Karen Culbertson – May 2018
A “Spiritual B&B”
I recently had the opportunity to stay at Holy Name Monastery while attending a week-end graduate school conference at Saint Leo University. I had several reasons not to attend the conference because of the cost in travel from Virginia; leaving seven children (from age 3 to age 18); having to take time off my job as a 911 Dispatcher; and putting all my family responsibilities on my husband Brian’s shoulders.
We moms care for everyone – our children, husband, parents, friends and neighbors. Taking time to care for ourselves is not a priority. But have I ever learned by spending time with the Sisters! My husband (a fireman) and I have recently been arguing and having trouble solving our conflicts. Big decisions have been weighing me down over whether it would be best to wait to do my second year of graduate school; the advisability of keeping my very stressful job which I’ve held for ten years; and my marital relationship was as shaky as I was fearing…all keeping me from sleep and from thinking clearly.
My stay at the monastery was not planned nor was it what I expected, but the experience was profound. My stress level and insomnia were just accepted as part of my life. I never dreamed that spending time in such a quiet, peaceful place would bring such peace and awareness. The Sisters were incredibly nurturing and service oriented. Though not Catholic, I even decided to attend prayers and Mass. It was definitely God’s plan for me to be here! Even the meals with the Sisters brought me back to wonderful memories of my grandmother’s home and how it felt when she cared for me.
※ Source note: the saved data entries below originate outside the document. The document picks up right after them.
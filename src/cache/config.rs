//! Cache configuration.
//!
//! Controls key namespacing, logical expiry and stampede mitigation.

use serde::Deserialize;

// Default values for cache configuration
pub(crate) const DEFAULT_EXPIRATION_HOURS: u64 = 12;
pub(crate) const DEFAULT_MITIGATE_AT_MINUTES: u64 = 5;
pub(crate) const DEFAULT_BACKEND_TTL_SECS: u64 = 0;
pub(crate) const DEFAULT_INVALIDATE_TTL_SECS: u64 = 1;

/// Cache configuration, read once at startup.
#[derive(Debug, Clone, Deserialize)]
#[serde(default)]
pub struct CacheConfig {
    /// Namespace prepended to every key before hashing.
    pub key_prefix: String,
    /// Logical expiry recorded with each entry.
    pub expiration_hours: u64,
    /// Entries this close to their logical expiry are refreshed on read.
    pub mitigate_at_minutes: u64,
    /// Backend eviction TTL; zero leaves eviction to the backend.
    pub backend_ttl_secs: u64,
    /// Backend TTL applied by soft invalidation.
    pub invalidate_ttl_secs: u64,
}

impl Default for CacheConfig {
    fn default() -> Self {
        Self {
            key_prefix: String::new(),
            expiration_hours: DEFAULT_EXPIRATION_HOURS,
            mitigate_at_minutes: DEFAULT_MITIGATE_AT_MINUTES,
            backend_ttl_secs: DEFAULT_BACKEND_TTL_SECS,
            invalidate_ttl_secs: DEFAULT_INVALIDATE_TTL_SECS,
        }
    }
}

impl From<&crate::config::CacheSettings> for CacheConfig {
    fn from(settings: &crate::config::CacheSettings) -> Self {
        Self {
            key_prefix: settings.key_prefix.clone(),
            expiration_hours: settings.expiration_hours.get(),
            mitigate_at_minutes: settings.mitigate_at_minutes,
            backend_ttl_secs: settings.backend_ttl_secs,
            invalidate_ttl_secs: settings.invalidate_ttl_secs.get(),
        }
    }
}

impl CacheConfig {
    pub fn expiration(&self) -> time::Duration {
        seconds(self.expiration_hours.saturating_mul(3600))
    }

    pub fn mitigation_window(&self) -> time::Duration {
        seconds(self.mitigate_at_minutes.saturating_mul(60))
    }

    /// How far a mitigated entry's expiry is pushed: one minute past the window.
    pub fn mitigation_push(&self) -> time::Duration {
        seconds(self.mitigate_at_minutes.saturating_add(1).saturating_mul(60))
    }

    pub fn backend_ttl(&self) -> Option<std::time::Duration> {
        (self.backend_ttl_secs > 0).then(|| std::time::Duration::from_secs(self.backend_ttl_secs))
    }

    /// Clamped to at least one second.
    pub fn invalidate_ttl(&self) -> std::time::Duration {
        std::time::Duration::from_secs(self.invalidate_ttl_secs.max(1))
    }
}

fn seconds(value: u64) -> time::Duration {
    time::Duration::seconds(i64::try_from(value).unwrap_or(i64::MAX))
}

#[cfg(test)]
mod tests {
    use super::*;

    #[test]
    fn default_values() {
        let config = CacheConfig::default();
        assert_eq!(config.key_prefix, "");
        assert_eq!(config.expiration_hours, 12);
        assert_eq!(config.mitigate_at_minutes, 5);
        assert_eq!(config.backend_ttl_secs, 0);
        assert_eq!(config.invalidate_ttl_secs, 1);
    }

    #[test]
    fn derived_durations() {
        let config = CacheConfig::default();
        assert_eq!(config.expiration(), time::Duration::hours(12));
        assert_eq!(config.mitigation_window(), time::Duration::minutes(5));
        assert_eq!(config.mitigation_push(), time::Duration::minutes(6));
        assert_eq!(config.backend_ttl(), None);
        assert_eq!(config.invalidate_ttl(), std::time::Duration::from_secs(1));
    }

    #[test]
    fn backend_ttl_when_configured() {
        let config = CacheConfig {
            backend_ttl_secs: 90,
            ..Default::default()
        };
        assert_eq!(
            config.backend_ttl(),
            Some(std::time::Duration::from_secs(90))
        );
    }

    #[test]
    fn invalidate_ttl_clamps_to_one_second() {
        let config = CacheConfig {
            invalidate_ttl_secs: 0,
            ..Default::default()
        };
        assert_eq!(config.invalidate_ttl(), std::time::Duration::from_secs(1));
    }
}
Being cared for and cared about by the Sisters, prayer, time to be introspective, walks in the gardens, talking to God and sleeping soundly, have brought me back to what is important. My perspective has dramatically changed, my energy is renewed and clarity is firm. I had no idea how much I needed that time. Even my husband, since my return home, has seen that I’m more relaxed and easier to talk with. And those big decisions have been made – I will attend my second year of grad school and next year begin a new career helping people in the field of social work.
Family life can still be hectic at times, but I’m grateful for a path and a new sensitivity to the importance of prayer and reflection in my life.
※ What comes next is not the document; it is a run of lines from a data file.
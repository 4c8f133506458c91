//! Lock access for the registry, the in-memory backend and the in-memory
//! store.
//!
//! A panic while one of these locks is held leaves the table usable: the
//! next caller takes over the last written state and a warning is logged.

use std::sync::{PoisonError, RwLock, RwLockReadGuard, RwLockWriteGuard};

use tracing::warn;

pub(crate) fn rw_read<'a, T>(
    lock: &'a RwLock<T>,
    source: &'static str,
    op: &'static str,
) -> RwLockReadGuard<'a, T> {
    lock.read()
        .unwrap_or_else(|poisoned| take_over(poisoned, source, op, "read"))
}

pub(crate) fn rw_write<'a, T>(
    lock: &'a RwLock<T>,
    source: &'static str,
    op: &'static str,
) -> RwLockWriteGuard<'a, T> {
    lock.write()
        .unwrap_or_else(|poisoned| take_over(poisoned, source, op, "write"))
}

fn take_over<G>(
    poisoned: PoisonError<G>,
    source: &'static str,
    op: &'static str,
    access: &'static str,
) -> G {
    warn!(
        source,
        op,
        access,
        hint = "entries written by the panicked caller may be partial",
        "Cache table lock poisoned; continuing with last state"
    );
    poisoned.into_inner()
}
In telling all my friends and work colleagues about my stay, they said it sounds like a “Spiritual B&B.” For me, it is extraordinary that God brought me to Holy Name and a life-changing revelation whether I knew it was needed or not!
Kristina Moore – August 2017
A very nice gentleman on a personal retreat stopped by the Advancement Office. Settling the bill was on his mind. When asked if his stay was good, he replied “Yes, it was a meaningful couple of days.” It seems that he had some very real questions for God and thought being at Holy Name would be helpful in resolving what was troubling him. Hesitating for a moment, further explanation centered on the fact that answers were received. He seemed surprised yet pleased. ‘You know,’ he explained, ‘sometimes it takes much longer for God to respond, but this was fairly quick.’ With a big smile, the gentleman bid us farewell.”